(Exercise inputs Opens)

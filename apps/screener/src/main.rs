mod analyzer;
mod config;
mod crawler;
mod errors;
mod interpreter;
mod llm_client;
mod parser;
mod pipeline;
mod store;
mod transport;

use std::sync::Arc;

use anyhow::{Context, Result};
use tokio::sync::watch;
use tracing::{info, warn};
use tracing_subscriber::{layer::SubscriberExt, util::SubscriberInitExt, EnvFilter};

use crate::analyzer::{LlmAnalyzer, ResumeAnalyzer, RuleAnalyzer};
use crate::config::{AnalyzerKind, Config};
use crate::crawler::CrawlerClient;
use crate::interpreter::{HeuristicInterpreter, Vocabulary};
use crate::llm_client::LlmClient;
use crate::pipeline::Pipeline;
use crate::store::RunStore;

#[tokio::main]
async fn main() -> Result<()> {
    // Load configuration first — a ConfigError is the only fatal condition,
    // and it must fire before any candidate is touched.
    let config = Config::from_env()?;

    // Initialize structured logging
    tracing_subscriber::registry()
        .with(EnvFilter::try_from_default_env().unwrap_or_else(|_| {
            EnvFilter::new(format!("{}={}", env!("CARGO_PKG_NAME"), &config.rust_log))
        }))
        .with(tracing_subscriber::fmt::layer())
        .init();

    info!("Starting screener v{}", env!("CARGO_PKG_VERSION"));

    let vocabulary = match &config.vocabulary_file {
        Some(path) => Vocabulary::from_path(path)?,
        None => Vocabulary::builtin(),
    };
    let interpreter = Arc::new(HeuristicInterpreter::new(vocabulary, config.page_size));

    let http = reqwest::Client::new();
    let source = Arc::new(CrawlerClient::new(
        http.clone(),
        config.crawler_url.clone(),
        config.retry.clone(),
        config.politeness_delay,
    ));

    let analyzer: Arc<dyn ResumeAnalyzer> = match config.analyzer {
        AnalyzerKind::Mock => Arc::new(RuleAnalyzer::new(config.thresholds)),
        AnalyzerKind::Llm => {
            let api_key = config
                .anthropic_api_key
                .clone()
                .context("ANTHROPIC_API_KEY validated at config load")?;
            let client = LlmClient::new(http, api_key, config.retry.clone());
            info!("LLM analyzer initialized (model: {})", llm_client::MODEL);
            Arc::new(LlmAnalyzer::new(client, config.thresholds))
        }
    };
    info!(mode = config.analyzer.label(), "analyzer selected");

    let store = Arc::new(RunStore::open(&config.store_path)?);
    info!(
        path = %store.path().display(),
        already_processed = store.seen_count(),
        "result store ready"
    );

    // Ctrl-C stops dispatch of new candidates; in-flight ones finish.
    let (cancel_tx, cancel_rx) = watch::channel(false);
    tokio::spawn(async move {
        if tokio::signal::ctrl_c().await.is_ok() {
            warn!("interrupt received; finishing in-flight candidates");
            let _ = cancel_tx.send(true);
        }
    });

    let pipeline = Pipeline::new(
        interpreter,
        source,
        analyzer,
        store,
        config.concurrency,
        config.analyzer.label().to_string(),
    );

    let summary = pipeline.run(&config.brief, cancel_rx).await?;

    info!(
        matched = summary.matched,
        conditional = summary.conditional,
        rejected = summary.rejected,
        failed = summary.failed,
        skipped = summary.skipped,
        "screening summary"
    );

    Ok(())
}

(Exercise inputs Closes)

Look for the word "retry" in the data, then return every line that contains it.

The completed task:
        config.retry.clone(),
            let client = LlmClient::new(http, api_key, config.retry.clone());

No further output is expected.